En particulier, l'indexation de la DGF sur les prix et sur la moitié du taux d'évolution du PIB de l'année en cours est préservée.

- La première part de la dotation globale d'équipement des communes est supprimée à compter du 1er janvier 1996 au détriment des communes de plus de 20.000 habitants et des groupements de communes de plus de 35.000 habitants, dans la version de l'article 19 du projet de loi de finances initiale votée par l'Assemblée nationale.

- La dotation de compensation de la taxe professionnelle, hors remboursement au titre de la réduction pour embauche et investissement, devient, dans cette configuration, la "variable d'ajustement" permettant de limiter, au franc près, au taux prévisionnel d'évolution des prix hors tabac la progression des concours financiers de l'État inscrits dans le périmètre du pacte de stabilité.

L'enveloppe normée doit ainsi passer de 150,5 milliards de francs à 153,7 milliards de francs en 1996 au lieu de 156,3 milliards de francs si les règles d'indexation actuellement en vigueur avaient intégralement été préservées.

Réduit à sa plus simple expression le "pacte de stabilité" peut se résumer en fait à la suppression d'une dotation, la première part communale de la DGE pour les communes de plus de 20.000 habitants et les groupements de plus de 35.000 habitants, et à une nouvelle amputation de la dotation de compensation de la taxe professionnelle, déjà particulièrement affectée par les dispositions de l'article 54 de la loi de finances initiale pour 1994.

Force est ainsi de constater que le "pacte de stabilité", unilatéralement imposé par le gouvernement, reflète avant tout une fois de plus sa volonté d'utiliser les concours qu'il verse aux collectivités locales comme simple variable d'ajustement de son propre budget, sans véritable souci d'assurer la pérennité et la lisibilité des flux financiers.

D'une façon plus générale, fixer l'évolution de l'enveloppe des concours de l'État par référence aux prix est une remise en cause indirecte du rôle économique joué par les collectivités locales.

La commission des finances du Sénat qui s'était très largement investie pour que la DGF soit à nouveau indexée sur une fraction de l'évolution du PIB à compter de 1996 doit reconnaître que les dispositions de l'article 18 du présent projet de loi de finances n'ont d'autre objet que de confisquer, au cours des trois prochaines années, la part de la croissance de la dotation globale de fonctionnement provenant de l'expansion économique via une diminution à due concurrence de la DCTP.

Une seule nuance peut être apportée à cet amer constat : les concours de l'État dont l'évolution n'est pas déterminée par une indexation établie par les précédentes lois de finances sont, en effet, placés hors du périmètre du pacte de stabilité.

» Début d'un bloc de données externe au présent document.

//! Session coordinator configuration.

use std::time::Duration;

/// Settings for a [`SessionCoordinator`](crate::SessionCoordinator).
///
/// # Examples
///
/// ```
/// use timein::SessionConfig;
/// use std::time::Duration;
///
/// let config = SessionConfig::builder()
///     .timein_window(Duration::from_secs(10))
///     .build();
/// assert_eq!(config.login_path, "login.php");
/// assert_eq!(config.timein_window, Duration::from_secs(10));
/// ```
#[derive(Debug, Clone)]
pub struct SessionConfig {
    /// Path of the login endpoint.
    pub login_path: String,

    /// Redirects to the login page this soon after a login attempt are
    /// treated as echoes of that attempt rather than an expired session.
    ///
    /// Defaults to 30 seconds.
    pub timein_window: Duration,

    /// Buffer size of the session event channel.
    pub event_capacity: usize,
}

impl Default for SessionConfig {
    fn default() -> Self {
        Self {
            login_path: "login.php".to_string(),
            timein_window: Duration::from_secs(30),
            event_capacity: 16,
        }
    }
}

impl SessionConfig {
    pub fn builder() -> SessionConfigBuilder {
        SessionConfigBuilder::default()
    }
}

/// Builder for [`SessionConfig`].
#[derive(Default)]
pub struct SessionConfigBuilder {
    login_path: Option<String>,
    timein_window: Option<Duration>,
    event_capacity: Option<usize>,
}

impl SessionConfigBuilder {
    pub fn login_path(mut self, path: impl Into<String>) -> Self {
        self.login_path = Some(path.into());
        self
    }

    pub fn timein_window(mut self, window: Duration) -> Self {
        self.timein_window = Some(window);
        self
    }

    pub fn event_capacity(mut self, capacity: usize) -> Self {
        self.event_capacity = Some(capacity);
        self
    }

    pub fn build(self) -> SessionConfig {
        let default = SessionConfig::default();
        SessionConfig {
            login_path: self.login_path.unwrap_or(default.login_path),
            timein_window: self.timein_window.unwrap_or(default.timein_window),
            // broadcast channels panic on zero capacity
            event_capacity: self.event_capacity.unwrap_or(default.event_capacity).max(1),
        }
    }
}

#[cfg(test)]
mod tests {
    use super::*;

    #[test]
    fn test_defaults() {
        let config = SessionConfig::builder().build();
        assert_eq!(config.login_path, "login.php");
        assert_eq!(config.timein_window, Duration::from_secs(30));
        assert_eq!(config.event_capacity, 16);
    }

    #[test]
    fn test_zero_capacity_is_raised() {
        let config = SessionConfig::builder().event_capacity(0).build();
        assert_eq!(config.event_capacity, 1);
    }

    #[test]
    fn test_overrides() {
        let config = SessionConfig::builder()
            .login_path("/account/login")
            .timein_window(Duration::ZERO)
            .build();
        assert_eq!(config.login_path, "/account/login");
        assert!(config.timein_window.is_zero());
    }
}
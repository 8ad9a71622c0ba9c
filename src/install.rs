//! Effective T3 installation discovery

use std::path::{Path, PathBuf};
use thiserror::Error;
use tracing::warn;
use walkdir::WalkDir;

/// Environment variable Galaxy's tool dependency sets to the install root
pub const INSTALL_DIR_ENV: &str = "EFFECTIVET3";

pub const DEFAULT_INSTALL_DIR: &str = "/opt/EffectiveT3/";

pub const MAIN_JAR: &str = "TTSS_GUI-1.0.1.jar";

const MODULE_DIR: &str = "module";

#[derive(Error, Debug)]
pub enum InstallError {
    #[error("Effective T3 folder not found: {:?}", .0.display().to_string())]
    FolderNotFound(PathBuf),

    #[error("Effective T3 JAR file not found: {:?}", .0.display().to_string())]
    JarNotFound(PathBuf),

    #[error("Effective T3 module folder not found: {:?}", .0.display().to_string())]
    ModuleFolderNotFound(PathBuf),

    #[error(
        "Effective T3 model JAR file not found: {:?}\nContents of {:?} is {}\nMain JAR was found: {:?}",
        .model.display().to_string(),
        .module_dir.display().to_string(),
        format_listing(.available),
        .jar.display().to_string()
    )]
    ModelNotFound {
        model: PathBuf,
        module_dir: PathBuf,
        jar: PathBuf,
        available: Vec<String>,
    },
}

/// A located Effective T3 installation
#[derive(Debug)]
pub struct EffectiveT3Install {
    root: PathBuf,
    jar: PathBuf,
    module_dir: PathBuf,
}

impl EffectiveT3Install {
    /// Check the install root holds the main JAR and the model folder
    pub fn locate(root: impl Into<PathBuf>) -> Result<Self, InstallError> {
        let root = root.into();

        if !root.is_dir() {
            return Err(InstallError::FolderNotFound(root));
        }

        let jar = root.join(MAIN_JAR);
        if !jar.is_file() {
            return Err(InstallError::JarNotFound(jar));
        }

        let module_dir = root.join(MODULE_DIR);
        if !module_dir.is_dir() {
            return Err(InstallError::ModuleFolderNotFound(module_dir));
        }

        Ok(Self {
            root,
            jar,
            module_dir,
        })
    }

    pub fn root(&self) -> &Path {
        &self.root
    }

    pub fn jar(&self) -> &Path {
        &self.jar
    }

    /// Resolve a model by file name inside the module folder
    pub fn model(&self, name: &str) -> Result<PathBuf, InstallError> {
        let model = self.module_dir.join(name);
        if model.is_file() {
            return Ok(model);
        }

        Err(InstallError::ModelNotFound {
            model,
            module_dir: self.module_dir.clone(),
            jar: self.jar.clone(),
            available: self.available_models(),
        })
    }

    /// Names of every entry directly inside the module folder, sorted.
    ///
    /// Entries that cannot be read show up as `<unreadable: ...>`.
    pub fn available_models(&self) -> Vec<String> {
        let mut names: Vec<String> = WalkDir::new(&self.module_dir)
            .min_depth(1)
            .max_depth(1)
            .into_iter()
            .map(|e| match e {
                Ok(entry) => entry.file_name().to_string_lossy().into_owned(),
                Err(err) => {
                    warn!(
                        dir = %self.module_dir.display(),
                        error = %err,
                        "could not list module folder"
                    );
                    format!("<unreadable: {err}>")
                }
            })
            .collect();

        names.sort();
        names
    }
}

fn format_listing(names: &[String]) -> String {
    names
        .iter()
        .map(|n| format!("{n:?}"))
        .collect::<Vec<_>>()
        .join(", ")
}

Il en est ainsi du fonds de compensation pour la taxe sur la valeur ajoutée (FCTVA), le gouvernement ne fixant aucun objectif à son évolution. En d'autres termes, après la "crise"' qui avait opposé l'exécutif et les élus lors de la discussion du projet de loi de finances pour 1994, il a été décidé de ne plus modifier la législation relative aux remboursements du FCTVA et de le laisser progresser sans contrainte.

Votre commission n'en est pas moins inquiète des conséquences de la rigueur imposée aux collectivités locales à travers le "Pacte de stabilité" dont le périmètre est évidemment plus large que celui du FCTVA (de l'ordre de 150 milliards de francs contre une vingtaine de milliards de francs).

Elle note, en particulier, que selon le Crédit local de France, leurs dépenses d'équipement, tous niveaux de collectivités confondus, devraient déjà chuter de plus de 6 % en 1995.